Dagli anni della guerra ad Alcuni temi della quistione meridionale

Dieci anni prima di Alcuni temi, nel pieno della Grande guerra, Gramsci si era cimentato per la prima volta con il problema del divario tra le due parti del paese facendole risalire al diverso grado di sviluppo al momento dell’unificazione e al carattere feudale dell’economia meridionale, quando “da una parte la tradizione di una certa autonomia aveva creato una borghesia audace e piena di iniziative, ed esisteva un’organizzazione economica simile a quella degli altri stati d’Europa, propizia allo svolgersi ulteriore del capitalismo e dell’industria. Nell’altra le paterne amministrazioni di Spagna e dei Borboni nulla avevano creato: la borghesia non esisteva, l’agricoltura era primitiva e non bastava neppure a soddisfare il mercato locale”.4

Che l’alterità tra Sud e Nord del paese fosse dovuta al mancato sviluppo capitalistico del primo rimarrà una costante nella riflessione gramsciana, sebbene in termini meno perentori e, per certi versi, meno approssimativi. Da queste premesse derivava una visione che escludeva ogni forma di sviluppo industriale del Sud Italia, descritto sempre come privo di manifatture e, dunque, di classe operaia; popolato, e questa è la seconda conseguenza del ragionamento gramsciano, da una massa indistinta di lavoratori della terra.

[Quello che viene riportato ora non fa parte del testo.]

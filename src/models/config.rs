use crate::error::ConfigError;
use crate::models::Profile;
use crate::services::path_resolver::{self, DirectoryCache, memoized};
use camino::{Utf8Path, Utf8PathBuf};
use serde::{Deserialize, Deserializer, Serialize};

pub const DEFAULT_CONFIG_FILE: &str = "config.json";

/// The configuration for one run of the importer.
///
/// Built once at startup from defaults, then optionally overlaid by a config
/// file and by command line arguments, then given a profile. Serializes to
/// the JSON config document; the memoized directories are not part of it.
#[derive(Debug, Clone, Serialize)]
pub struct Configuration {
    #[serde(rename = "this_file")]
    anchor_path: Utf8PathBuf,

    #[serde(rename = "config_file")]
    pub config_file_name: String,
    #[serde(rename = "mod_file")]
    pub mod_file_name: String,
    pub edited_suffix: String,

    #[serde(rename = "hashes")]
    pub hash_algorithms: Vec<String>,

    pub echo: bool,
    pub log: bool,
    pub input: bool,

    pub uninstall: bool,
    pub modify_config: bool,
    pub overwrite_config: bool,

    pub logs_prefix: String,
    pub logs_suffix: String,

    pub scope_rel_path: String,

    pub base_cache_rel_dir: String,
    /// Must stay inside the game's scope for deployed files to load
    pub deploy_rel_dir: String,
    pub edit_cache_rel_dir: String,
    pub logs_rel_dir: String,
    pub mods_rel_dir: String,

    pub chosen_profile: Option<String>,

    #[serde(rename = "profile")]
    pub active_profile: Profile,

    pub use_special_profile: bool,
    pub special_profile: Option<Profile>,

    #[serde(skip)]
    directories: DirectoryCache,
}

/// Allow-list of keys accepted from a config document.
///
/// Every field is optional; keys not listed here are dropped during
/// deserialization. `this_file` is deliberately absent: the anchor always
/// comes from the caller.
#[derive(Debug, Clone, Default, Deserialize)]
#[serde(default)]
pub struct ConfigDocument {
    pub config_file: Option<String>,
    pub mod_file: Option<String>,
    pub edited_suffix: Option<String>,
    pub hashes: Option<Vec<String>>,
    pub echo: Option<bool>,
    pub log: Option<bool>,
    pub input: Option<bool>,
    pub uninstall: Option<bool>,
    pub modify_config: Option<bool>,
    pub overwrite_config: Option<bool>,
    pub logs_prefix: Option<String>,
    pub logs_suffix: Option<String>,
    pub scope_rel_path: Option<String>,
    pub base_cache_rel_dir: Option<String>,
    pub deploy_rel_dir: Option<String>,
    pub edit_cache_rel_dir: Option<String>,
    pub logs_rel_dir: Option<String>,
    pub mods_rel_dir: Option<String>,
    pub chosen_profile: Option<String>,
    pub profile: Option<Profile>,
    pub use_special_profile: Option<bool>,
    #[serde(deserialize_with = "fragment_or_false")]
    pub special_profile: Option<Profile>,
}

/// Older documents store an unset special profile as `false`.
fn fragment_or_false<'de, D>(deserializer: D) -> Result<Option<Profile>, D::Error>
where
    D: Deserializer<'de>,
{
    #[derive(Deserialize)]
    #[serde(untagged)]
    enum Fragment {
        Flag(bool),
        Profile(Profile),
    }

    match Option::<Fragment>::deserialize(deserializer)? {
        None | Some(Fragment::Flag(false)) => Ok(None),
        Some(Fragment::Flag(true)) => Err(serde::de::Error::custom(
            "special_profile must be an object or false",
        )),
        Some(Fragment::Profile(profile)) => Ok(Some(profile)),
    }
}

impl Configuration {
    /// Configuration with built-in defaults for the tool located at `anchor`.
    ///
    /// The anchor is made absolute and canonicalized here, before any
    /// directory can be derived from it.
    pub fn new<P: AsRef<Utf8Path>>(anchor: P) -> Result<Self, ConfigError> {
        let anchor_path = path_resolver::canonicalize_lenient(anchor.as_ref())?;

        Ok(Self {
            anchor_path,
            config_file_name: DEFAULT_CONFIG_FILE.to_string(),
            mod_file_name: "modfile.txt".to_string(),
            edited_suffix: ".hash".to_string(),
            hash_algorithms: vec!["md5".to_string()],
            echo: true,
            log: true,
            input: true,
            uninstall: false,
            modify_config: false,
            overwrite_config: false,
            logs_prefix: "modimporter_".to_string(),
            logs_suffix: ".log".to_string(),
            scope_rel_path: "Content".to_string(),
            base_cache_rel_dir: "Base Cache".to_string(),
            deploy_rel_dir: "Deploy".to_string(),
            edit_cache_rel_dir: "Edit Cache".to_string(),
            logs_rel_dir: "Logs".to_string(),
            mods_rel_dir: "Mods".to_string(),
            chosen_profile: None,
            active_profile: Profile::default(),
            use_special_profile: false,
            special_profile: None,
            directories: DirectoryCache::default(),
        })
    }

    /// Defaults overlaid with the recognized keys of a JSON object.
    ///
    /// Unknown keys are ignored. A recognized key holding a value of the
    /// wrong type is a [`ConfigError::Format`].
    pub fn construct<P: AsRef<Utf8Path>>(
        anchor: P,
        overrides: &serde_json::Map<String, serde_json::Value>,
    ) -> Result<Self, ConfigError> {
        let document: ConfigDocument =
            serde_json::from_value(serde_json::Value::Object(overrides.clone())).map_err(
                |source| ConfigError::Format {
                    origin: "overrides".to_string(),
                    source,
                },
            )?;
        Self::from_document(anchor, document)
    }

    /// Defaults overlaid with an already parsed document.
    pub fn from_document<P: AsRef<Utf8Path>>(
        anchor: P,
        document: ConfigDocument,
    ) -> Result<Self, ConfigError> {
        let mut config = Self::new(anchor)?;
        config.apply_document(document)?;
        Ok(config)
    }

    fn apply_document(&mut self, document: ConfigDocument) -> Result<(), ConfigError> {
        fn set<T>(field: &mut T, value: Option<T>) {
            if let Some(value) = value {
                *field = value;
            }
        }

        set(&mut self.config_file_name, document.config_file);
        set(&mut self.mod_file_name, document.mod_file);
        set(&mut self.edited_suffix, document.edited_suffix);
        set(&mut self.hash_algorithms, document.hashes);
        set(&mut self.echo, document.echo);
        set(&mut self.log, document.log);
        set(&mut self.input, document.input);
        set(&mut self.uninstall, document.uninstall);
        set(&mut self.modify_config, document.modify_config);
        set(&mut self.overwrite_config, document.overwrite_config);
        set(&mut self.logs_prefix, document.logs_prefix);
        set(&mut self.logs_suffix, document.logs_suffix);
        set(&mut self.scope_rel_path, document.scope_rel_path);
        set(&mut self.base_cache_rel_dir, document.base_cache_rel_dir);
        set(&mut self.deploy_rel_dir, document.deploy_rel_dir);
        set(&mut self.edit_cache_rel_dir, document.edit_cache_rel_dir);
        set(&mut self.logs_rel_dir, document.logs_rel_dir);
        set(&mut self.mods_rel_dir, document.mods_rel_dir);
        set(&mut self.active_profile, document.profile);
        set(&mut self.use_special_profile, document.use_special_profile);
        if document.chosen_profile.is_some() {
            self.chosen_profile = document.chosen_profile;
        }
        if document.special_profile.is_some() {
            self.special_profile = document.special_profile;
        }

        if self.hash_algorithms.is_empty() {
            return Err(ConfigError::EmptyHashList);
        }
        Ok(())
    }

    /// Absolute, canonical location of the running tool
    pub fn anchor_path(&self) -> &Utf8Path {
        &self.anchor_path
    }

    /// The directory two levels above the anchor
    pub fn game_dir(&self) -> Result<&Utf8Path, ConfigError> {
        path_resolver::game_dir(&self.anchor_path)
    }

    /// Leaf name of the game directory, used to detect the profile
    pub fn game_name(&self) -> Option<&str> {
        self.game_dir().ok().and_then(Utf8Path::file_name)
    }

    pub fn scope_dir(&self) -> Result<&Utf8Path, ConfigError> {
        memoized(&self.directories.scope, || {
            path_resolver::resolve(self.game_dir()?, &self.scope_rel_path)
        })
    }

    pub fn base_cache_dir(&self) -> Result<&Utf8Path, ConfigError> {
        memoized(&self.directories.base_cache, || {
            path_resolver::resolve(self.scope_dir()?, &self.base_cache_rel_dir)
        })
    }

    pub fn deploy_dir(&self) -> Result<&Utf8Path, ConfigError> {
        memoized(&self.directories.deploy, || {
            path_resolver::resolve(self.scope_dir()?, &self.deploy_rel_dir)
        })
    }

    pub fn edit_cache_dir(&self) -> Result<&Utf8Path, ConfigError> {
        memoized(&self.directories.edit_cache, || {
            path_resolver::resolve(self.scope_dir()?, &self.edit_cache_rel_dir)
        })
    }

    pub fn logs_dir(&self) -> Result<&Utf8Path, ConfigError> {
        memoized(&self.directories.logs, || {
            path_resolver::resolve(self.scope_dir()?, &self.logs_rel_dir)
        })
    }

    pub fn mods_dir(&self) -> Result<&Utf8Path, ConfigError> {
        memoized(&self.directories.mods, || {
            path_resolver::resolve(self.scope_dir()?, &self.mods_rel_dir)
        })
    }

    /// Memoized directory slots, for inspecting what has been resolved so far
    pub fn directory_cache(&self) -> &DirectoryCache {
        &self.directories
    }

    /// Fill the directory entries of the active profile that are still unset
    /// with the resolved directories.
    pub fn record_directories(&mut self) -> Result<(), ConfigError> {
        let game_dir = self.game_dir()?.to_path_buf();
        let deployed = self.deploy_dir()?.to_path_buf();
        let mods = self.mods_dir()?.to_path_buf();
        let base_cache = self.base_cache_dir()?.to_path_buf();
        let edit_cache = self.edit_cache_dir()?.to_path_buf();

        let profile = &mut self.active_profile;
        profile.game_dir_path.get_or_insert(game_dir);
        profile.folder_deployed.get_or_insert(deployed);
        profile.folder_mods.get_or_insert(mods);
        profile.folder_basecache.get_or_insert(base_cache);
        profile.folder_editcache.get_or_insert(edit_cache);
        Ok(())
    }
}

#[cfg(test)]
mod tests {
    use super::*;
    use serde_json::json;

    const ANCHOR: &str = "/nonexistent-games/Hades/Content/modimporter";

    #[test]
    fn test_defaults() {
        let config = Configuration::new(ANCHOR).unwrap();

        assert_eq!(config.config_file_name, "config.json");
        assert_eq!(config.mod_file_name, "modfile.txt");
        assert_eq!(config.edited_suffix, ".hash");
        assert_eq!(config.hash_algorithms, vec!["md5".to_string()]);
        assert!(config.echo && config.log && config.input);
        assert!(!config.uninstall && !config.modify_config && !config.overwrite_config);
        assert_eq!(config.scope_rel_path, "Content");
        assert_eq!(config.deploy_rel_dir, "Deploy");
        assert!(config.chosen_profile.is_none());
        assert!(config.active_profile.is_empty());
        assert!(!config.use_special_profile);
        assert!(config.special_profile.is_none());
    }

    #[test]
    fn test_construct_overrides_known_keys() {
        let overrides = json!({"echo": false, "hashes": ["sha1"], "mods_rel_dir": "MyMods"});
        let config = Configuration::construct(ANCHOR, overrides.as_object().unwrap()).unwrap();

        assert!(!config.echo);
        assert_eq!(config.hash_algorithms, vec!["sha1".to_string()]);
        assert_eq!(config.mods_rel_dir, "MyMods");
        assert!(config.log);
    }

    #[test]
    fn test_construct_rejects_wrong_type() {
        let overrides = json!({"echo": "yes"});
        let result = Configuration::construct(ANCHOR, overrides.as_object().unwrap());
        assert!(matches!(result, Err(ConfigError::Format { .. })));
    }

    #[test]
    fn test_construct_rejects_empty_hash_list() {
        let overrides = json!({"hashes": []});
        let result = Configuration::construct(ANCHOR, overrides.as_object().unwrap());
        assert!(matches!(result, Err(ConfigError::EmptyHashList)));
    }

    #[test]
    fn test_anchor_in_document_is_ignored() {
        let overrides = json!({"this_file": "/elsewhere/x/y"});
        let config = Configuration::construct(ANCHOR, overrides.as_object().unwrap()).unwrap();
        assert_eq!(config.game_name(), Some("Hades"));
    }

    #[test]
    fn test_special_profile_false_is_unset() {
        let overrides = json!({"special_profile": false});
        let config = Configuration::construct(ANCHOR, overrides.as_object().unwrap()).unwrap();
        assert!(config.special_profile.is_none());

        let overrides = json!({"special_profile": {"default_target": ["X.lua"]}});
        let config = Configuration::construct(ANCHOR, overrides.as_object().unwrap()).unwrap();
        assert_eq!(
            config.special_profile.unwrap().default_target,
            Some(vec!["X.lua".to_string()])
        );
    }

    #[test]
    fn test_derived_directories() {
        let config = Configuration::new(ANCHOR).unwrap();
        let scope = Utf8Path::new("/nonexistent-games/Hades/Content");

        assert_eq!(config.game_dir().unwrap(), Utf8Path::new("/nonexistent-games/Hades"));
        assert_eq!(config.scope_dir().unwrap(), scope);
        assert_eq!(config.deploy_dir().unwrap(), scope.join("Deploy"));
        assert_eq!(config.base_cache_dir().unwrap(), scope.join("Base Cache"));
        assert_eq!(config.edit_cache_dir().unwrap(), scope.join("Edit Cache"));
        assert_eq!(config.logs_dir().unwrap(), scope.join("Logs"));
        assert_eq!(config.mods_dir().unwrap(), scope.join("Mods"));
    }

    #[test]
    fn test_directories_not_recomputed_after_offset_change() {
        let mut config = Configuration::new(ANCHOR).unwrap();
        let before = config.mods_dir().unwrap().to_path_buf();

        config.mods_rel_dir = "Other".to_string();

        assert_eq!(config.mods_dir().unwrap(), before);
    }

    #[test]
    fn test_record_directories_keeps_set_entries() {
        let mut config = Configuration::new(ANCHOR).unwrap();
        config.active_profile.folder_mods = Some(Utf8PathBuf::from("/custom/mods"));

        config.record_directories().unwrap();

        let profile = &config.active_profile;
        assert_eq!(profile.folder_mods, Some(Utf8PathBuf::from("/custom/mods")));
        assert_eq!(
            profile.game_dir_path,
            Some(Utf8PathBuf::from("/nonexistent-games/Hades"))
        );
        assert_eq!(
            profile.folder_deployed,
            Some(Utf8PathBuf::from("/nonexistent-games/Hades/Content/Deploy"))
        );
    }

    #[test]
    fn test_directories_not_serialized() {
        let config = Configuration::new(ANCHOR).unwrap();
        config.deploy_dir().unwrap();

        let value = serde_json::to_value(&config).unwrap();
        let object = value.as_object().unwrap();
        assert!(object.contains_key("this_file"));
        assert!(object.contains_key("hashes"));
        assert!(!object.contains_key("directories"));
        assert!(!object.contains_key("deploy_dir"));
    }
}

Ancora per tutti gli anni ’20, infatti, Gramsci sostenne che il capitalismo non si fosse mai sviluppato al Sud e il confronto con la realtà russa, che si andava imponendo con sempre maggior forza nella sua riflessione, lo con-fortava in questo senso. Egli riteneva che lo Stato moderno in molti paesi avesse tutelato le forme dello sfruttamento feudale della terra e ciò avrebbe determinato forme di resistenza da parte dei contadini più vicine alla jacquerie che alla lotta di classe.5
Con l’unità d’Italia l’evoluzione economica del Sud si sarebbe cristallizzata dato che “la borghesia settentrionale ha soggiogato l’Italia meridionale e le isole e le ha ridotte a colonie di sfruttamento”,6 bloccando per molti decenni l’evoluzione politica di parte del paese, fin quando la guerra non aveva mutato la psicologia dei contadini meridionali. La vita di trincea li aveva, infatti, concentrati, da sparsi che erano, favorendo la coesione di classe che diede in Russia i suoi primi frutti rivoluzionari.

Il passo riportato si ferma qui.